WHAT THE TASK REQUIRES: In the entries below, the line with "an even number" marks the start. Return it and every following line exactly, ending with the last.

[Stored data entries]
_ _ _ _
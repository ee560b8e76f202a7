//! Failure-detection probe scheduler.
//!
//! Every probe interval one peer is checked: a direct ping first, then (on
//! timeout) indirect pings through random relays pipelined with a fallback
//! stream ping. Only when every channel stays silent for the full round is
//! the peer suspected. Probe cadence and timeouts stretch with the local
//! awareness score so an unhealthy node does not spray false accusations.

use rand::seq::SliceRandom;
use std::sync::Arc;
use std::time::Instant;
use tokio::sync::{mpsc, watch};
use tracing::{debug, trace, warn};

use super::service::{AckInfo, ClusterService};
use crate::membership::directory::SuspectOutcome;
use crate::membership::types::{Node, NodeId};
use crate::protocol::messages::Message;

/// Round-robin probe order, reshuffled each time the member list is
/// exhausted. Guarantees every peer is probed within one full pass.
pub(crate) struct ProbeRotation {
    order: Vec<NodeId>,
    index: usize,
}

impl ProbeRotation {
    pub(crate) fn new() -> Self {
        Self { order: Vec::new(), index: 0 }
    }
}

impl ClusterService {
    pub(crate) async fn probe_loop(self: Arc<Self>, mut shutdown: watch::Receiver<bool>) {
        loop {
            let interval = self.awareness.scale(self.config.probe_interval);
            tokio::select! {
                _ = tokio::time::sleep(interval) => {}
                _ = shutdown.changed() => return,
            }
            self.prune_directory();
            match self.next_probe_target() {
                Some(node) => self.probe_node(node).await,
                None => trace!("No probe candidates this round"),
            }
        }
    }

    fn next_probe_target(&self) -> Option<Node> {
        let mut rotation = self.rotation.lock().expect("rotation lock poisoned");
        // At most one rebuild per call, or an empty cluster would spin here.
        for _ in 0..2 {
            while rotation.index < rotation.order.len() {
                let id = rotation.order[rotation.index].clone();
                rotation.index += 1;
                // Membership may have changed since the rotation was built.
                if let Some(node) = self.directory.get(&id)
                    && node.is_probeable()
                {
                    return Some(node);
                }
            }
            let mut order: Vec<NodeId> = self
                .directory
                .probe_candidates()
                .into_iter()
                .map(|node| node.id)
                .collect();
            order.shuffle(&mut rand::thread_rng());
            rotation.order = order;
            rotation.index = 0;
            if rotation.order.is_empty() {
                return None;
            }
        }
        None
    }

    /// Runs one full probe of `node`: direct, then indirect plus stream
    /// fallback, then suspicion.
    pub(crate) async fn probe_node(self: &Arc<Self>, node: Node) {
        let seq = self.next_seq();
        // Fan-in channel: the direct ack, any relayed ack and the stream
        // fallback all land here; the first one wins.
        let (tx, mut rx) = mpsc::channel(self.config.indirect_checks.max(1) + 1);
        self.ack_handlers.insert(seq, tx.clone());
        let sent_at = Instant::now();

        let ping = Message::Ping {
            seq,
            from: self.local_id.clone(),
            target: node.id.clone(),
        };
        if let Err(e) = self.send_packet(ping, node.addr).await {
            debug!("Failed to send probe to {}: {:#}", node.id, e);
        }

        let direct_timeout = self.awareness.scale(self.config.probe_timeout);
        if let Ok(Some(ack)) = tokio::time::timeout(direct_timeout, rx.recv()).await {
            self.ack_handlers.remove(&seq);
            self.probe_succeeded(&node, sent_at, ack);
            return;
        }

        // The direct probe timed out. That says as much about us as about the
        // target, so the health score takes the hit before we escalate.
        self.awareness.apply_delta(1);
        trace!("Direct probe of {} timed out, escalating", node.id);

        for peer in self.random_peers(self.config.indirect_checks, &node.id) {
            let relay = Message::IndirectPing {
                seq,
                from: self.local_id.clone(),
                target: node.id.clone(),
                target_addr: node.addr,
            };
            if let Err(e) = self.send_packet(relay, peer.addr).await {
                debug!("Failed to ask {} to relay a probe: {:#}", peer.id, e);
            }
        }

        if !self.config.disable_tcp_pings {
            let service = self.clone();
            let target = node.clone();
            let fallback = tx.clone();
            tokio::spawn(async move {
                match service.tcp_ping(&target).await {
                    Ok(payload) => {
                        let _ = fallback
                            .send(AckInfo { payload, timestamp: Instant::now() })
                            .await;
                    }
                    Err(e) => debug!("Stream fallback ping to {} failed: {:#}", target.id, e),
                }
            });
        }
        drop(tx);

        let round = self.awareness.scale(self.config.probe_interval);
        let remaining = round.saturating_sub(sent_at.elapsed());
        let outcome = tokio::time::timeout(remaining, rx.recv()).await;
        self.ack_handlers.remove(&seq);
        match outcome {
            Ok(Some(ack)) => self.probe_succeeded(&node, sent_at, ack),
            _ => self.suspect_failed_node(&node),
        }
    }

    fn probe_succeeded(&self, node: &Node, sent_at: Instant, ack: AckInfo) {
        self.awareness.apply_delta(-1);
        let rtt = ack.timestamp.saturating_duration_since(sent_at);
        trace!("Probe of {} acked in {:?}", node.id, rtt);
        if let Some(ping) = &self.hooks.ping {
            ping.notify_ping_complete(node, rtt, &ack.payload);
        }
    }

    fn suspect_failed_node(self: &Arc<Self>, node: &Node) {
        match self.directory.apply_suspect(&node.id, node.incarnation) {
            SuspectOutcome::Suspected(suspected) => {
                warn!("Probe of {} failed on every channel, marking Suspect", node.id);
                self.start_suspicion(&suspected, self.local_id.clone());
                self.queue_broadcast(
                    suspected.id.clone(),
                    &Message::Suspect {
                        id: suspected.id.clone(),
                        incarnation: suspected.incarnation,
                        from: self.local_id.clone(),
                    },
                );
            }
            SuspectOutcome::Corroborated(_) | SuspectOutcome::Ignored => {}
        }
    }
}
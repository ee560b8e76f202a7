use gossip_cluster::{ClusterService, Config};
use std::net::SocketAddr;

#[tokio::main]
async fn main() -> anyhow::Result<()> {
    tracing_subscriber::fmt()
        .with_max_level(tracing::Level::INFO)
        .init();

    let args: Vec<String> = std::env::args().collect();

    if args.len() < 3 {
        eprintln!(
            "Usage: {} --bind <addr:port> [--seed <addr:port>] [--name <name>] [--key <hex>]",
            args[0]
        );
        eprintln!("Example: {} --bind 127.0.0.1:7946", args[0]);
        eprintln!(
            "Example: {} --bind 127.0.0.1:7947 --seed 127.0.0.1:7946",
            args[0]
        );
        std::process::exit(1);
    }

    let mut bind_addr: Option<SocketAddr> = None;
    let mut seed_nodes: Vec<SocketAddr> = vec![];
    let mut name: Option<String> = None;
    let mut key: Option<Vec<u8>> = None;

    let mut i = 1;
    while i < args.len() {
        match args[i].as_str() {
            "--bind" => {
                bind_addr = Some(args[i + 1].parse()?);
                i += 2;
            }
            "--seed" => {
                seed_nodes.push(args[i + 1].parse()?);
                i += 2;
            }
            "--name" => {
                name = Some(args[i + 1].clone());
                i += 2;
            }
            "--key" => {
                key = Some(parse_hex_key(&args[i + 1])?);
                i += 2;
            }
            _ => {
                i += 1;
            }
        }
    }

    let bind_addr = bind_addr.expect("--bind is required");

    let mut config = Config::lan();
    config.bind_addr = bind_addr;
    if let Some(name) = name {
        config.name = name;
    }
    config.secret_key = key;

    tracing::info!("Starting node {} on {}", config.name, bind_addr);
    if seed_nodes.is_empty() {
        tracing::info!("No seeds given, starting a fresh cluster");
    } else {
        tracing::info!("Seed nodes: {:?}", seed_nodes);
    }

    let service = ClusterService::new(config).await?;
    service.start();

    if !seed_nodes.is_empty() {
        let contacted = service.join(&seed_nodes).await?;
        tracing::info!("Synced with {} seed node(s)", contacted);
    }

    // Stats reporter:
    let stats_service = service.clone();
    tokio::spawn(async move {
        let mut interval = tokio::time::interval(std::time::Duration::from_secs(5));
        loop {
            interval.tick().await;
            let alive = stats_service.alive_members();
            tracing::info!(
                "Cluster stats: {} alive nodes, health score {}",
                alive.len(),
                stats_service.health_score()
            );
            for node in alive {
                tracing::info!("  - {} at {} (inc={})", node.id, node.addr, node.incarnation);
            }
        }
    });

    tracing::info!("Press Ctrl+C to leave and shut down");
    tokio::signal::ctrl_c().await?;

    service.leave().await?;
    service.shutdown().await?;
    Ok(())
}

fn parse_hex_key(hex: &str) -> anyhow::Result<Vec<u8>> {
    if hex.len() % 2 != 0 {
        anyhow::bail!("key must be an even number of hex digits");
    }
    (0..hex.len())
        .step_by(2)
        .map(|i| u8::from_str_radix(&hex[i..i + 2], 16).map_err(Into::into))
        .collect()
}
_ _ _ _
ANSWER TO THIS TASK:
        anyhow::bail!("key must be an even number of hex digits");
    }
    (0..hex.len())
        .step_by(2)
        .map(|i| u8::from_str_radix(&hex[i..i + 2], 16).map_err(Into::into))
        .collect()
}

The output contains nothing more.